[[ Exercise inputs open ]]
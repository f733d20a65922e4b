//! Timer record and partial update structures

use serde::{Deserialize, Serialize};
use serde_json::{Map, Value};
use tracing::warn;

/// Default configured duration for a freshly created timer, in seconds
pub const DEFAULT_DURATION_SECS: u64 = 600;

/// State of a single countdown timer, as broadcast to every client
#[derive(Debug, Clone, PartialEq, Eq, Serialize, Deserialize)]
#[serde(rename_all = "camelCase")]
pub struct TimerRecord {
    /// Display label
    pub name: String,
    /// Current task label
    pub task: String,
    /// Label of the next task, purely informational
    #[serde(default, skip_serializing_if = "Option::is_none")]
    pub queue: Option<String>,
    /// Configured duration in whole seconds
    pub total_duration: u64,
    /// Seconds left on the countdown
    pub remaining: u64,
    /// Whether the countdown is advancing
    pub is_running: bool,
}

/// Derived lifecycle phase of a timer
#[derive(Debug, Clone, Copy, PartialEq, Eq)]
pub enum TimerPhase {
    Idle,
    Running,
    Completed,
}

impl TimerPhase {
    pub fn label(self) -> &'static str {
        match self {
            Self::Idle => "stopped",
            Self::Running => "running",
            Self::Completed => "done",
        }
    }
}

impl TimerRecord {
    /// Create a stopped timer with the given labels and duration
    pub fn new(name: impl Into<String>, task: impl Into<String>, total_duration: u64) -> Self {
        Self {
            name: name.into(),
            task: task.into(),
            queue: None,
            total_duration,
            remaining: total_duration,
            is_running: false,
        }
    }

    /// Create the placeholder record for the timer at `index` (zero based)
    pub fn placeholder(index: usize) -> Self {
        let letter = char::from(b'A' + (index % 26) as u8);
        Self::new(
            format!("Timer {}", index + 1),
            format!("Task {}", letter),
            DEFAULT_DURATION_SECS,
        )
    }

    pub fn phase(&self) -> TimerPhase {
        if self.is_running {
            TimerPhase::Running
        } else if self.remaining == 0 {
            TimerPhase::Completed
        } else {
            TimerPhase::Idle
        }
    }

    /// Advance the countdown by one second.
    ///
    /// Returns true if the record changed. A running record with nothing left
    /// is stopped, so `is_running` implies `remaining > 0` afterwards.
    pub fn advance(&mut self) -> bool {
        if !self.is_running {
            return false;
        }

        self.remaining = self.remaining.saturating_sub(1);
        if self.remaining == 0 {
            self.is_running = false;
        }
        true
    }

    /// Stop a depleted timer that was left running. Returns true if it was stopped.
    pub fn settle(&mut self) -> bool {
        if self.is_running && self.remaining == 0 {
            self.is_running = false;
            return true;
        }
        false
    }
}

/// A partial timer update; absent fields leave the existing value untouched.
///
/// Deserialization never fails: values of the wrong type are coerced where
/// that is unambiguous and dropped otherwise.
#[derive(Debug, Clone, Default, PartialEq, Eq, Serialize, Deserialize)]
#[serde(rename_all = "camelCase", from = "Value")]
pub struct TimerPatch {
    #[serde(skip_serializing_if = "Option::is_none")]
    pub name: Option<String>,
    #[serde(skip_serializing_if = "Option::is_none")]
    pub task: Option<String>,
    #[serde(skip_serializing_if = "Option::is_none")]
    pub queue: Option<String>,
    #[serde(skip_serializing_if = "Option::is_none")]
    pub total_duration: Option<u64>,
    #[serde(skip_serializing_if = "Option::is_none")]
    pub remaining: Option<u64>,
    #[serde(skip_serializing_if = "Option::is_none")]
    pub is_running: Option<bool>,
}

impl TimerPatch {
    /// Patch that starts the countdown
    pub fn start() -> Self {
        Self {
            is_running: Some(true),
            ..Self::default()
        }
    }

    /// Patch that pauses the countdown
    pub fn pause() -> Self {
        Self {
            is_running: Some(false),
            ..Self::default()
        }
    }

    /// Patch that resets the timer to a new stopped duration
    pub fn set(total_duration: u64) -> Self {
        Self {
            total_duration: Some(total_duration),
            remaining: Some(total_duration),
            is_running: Some(false),
            ..Self::default()
        }
    }

    /// Patch that replaces the user-editable labels
    pub fn metadata(name: String, task: String, queue: Option<String>) -> Self {
        Self {
            name: Some(name),
            task: Some(task),
            queue,
            ..Self::default()
        }
    }

    pub fn is_empty(&self) -> bool {
        *self == Self::default()
    }

    /// Overwrite the supplied fields of `record`
    pub fn apply_to(&self, record: &mut TimerRecord) {
        if let Some(name) = &self.name {
            record.name = name.clone();
        }
        if let Some(task) = &self.task {
            record.task = task.clone();
        }
        if let Some(queue) = &self.queue {
            record.queue = Some(queue.clone());
        }
        if let Some(total_duration) = self.total_duration {
            record.total_duration = total_duration;
        }
        if let Some(remaining) = self.remaining {
            record.remaining = remaining;
        }
        if let Some(is_running) = self.is_running {
            record.is_running = is_running;
        }
    }

    /// Build a patch from arbitrary JSON, coercing or dropping each field
    pub fn from_value(value: &Value) -> Self {
        let Some(fields) = value.as_object() else {
            warn!("Timer data is not an object, ignoring it");
            return Self::default();
        };

        Self {
            name: coerce_field(fields, "name", coerce_text),
            task: coerce_field(fields, "task", coerce_text),
            queue: coerce_field(fields, "queue", coerce_text),
            total_duration: coerce_field(fields, "totalDuration", coerce_seconds),
            remaining: coerce_field(fields, "remaining", coerce_seconds),
            is_running: coerce_field(fields, "isRunning", coerce_flag),
        }
    }
}

impl From<Value> for TimerPatch {
    fn from(value: Value) -> Self {
        Self::from_value(&value)
    }
}

fn coerce_field<T>(
    fields: &Map<String, Value>,
    key: &str,
    coerce: fn(&Value) -> Option<T>,
) -> Option<T> {
    let value = fields.get(key)?;
    let coerced = coerce(value);
    if coerced.is_none() {
        warn!(field = key, value = %value, "Dropping malformed timer field");
    }
    coerced
}

fn coerce_text(value: &Value) -> Option<String> {
    match value {
        Value::String(s) => Some(s.clone()),
        Value::Number(n) => Some(n.to_string()),
        Value::Bool(b) => Some(b.to_string()),
        _ => None,
    }
}

fn coerce_seconds(value: &Value) -> Option<u64> {
    match value {
        Value::Number(n) => {
            if let Some(secs) = n.as_u64() {
                Some(secs)
            } else if n.as_i64().is_some() {
                // only negative integers fail as_u64
                Some(0)
            } else {
                n.as_f64().and_then(seconds_from_float)
            }
        }
        Value::String(s) => {
            let s = s.trim();
            match s.parse::<i64>() {
                Ok(secs) => Some(secs.max(0) as u64),
                Err(_) => s.parse::<f64>().ok().and_then(seconds_from_float),
            }
        }
        _ => None,
    }
}

fn seconds_from_float(secs: f64) -> Option<u64> {
    if !secs.is_finite() {
        return None;
    }
    // `as` saturates at the u64 bounds
    Some(secs.floor().max(0.0) as u64)
}

fn coerce_flag(value: &Value) -> Option<bool> {
    match value {
        Value::Bool(b) => Some(*b),
        Value::Number(n) => n.as_f64().map(|f| f != 0.0),
        Value::String(s) => match s.trim().to_ascii_lowercase().as_str() {
            "true" | "1" => Some(true),
            "false" | "0" => Some(false),
            _ => None,
        },
        _ => None,
    }
}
[[ Exercise inputs closed ]]
Please state the number of lines in the listing that include the word "true", with no other words.

Output for this task: 6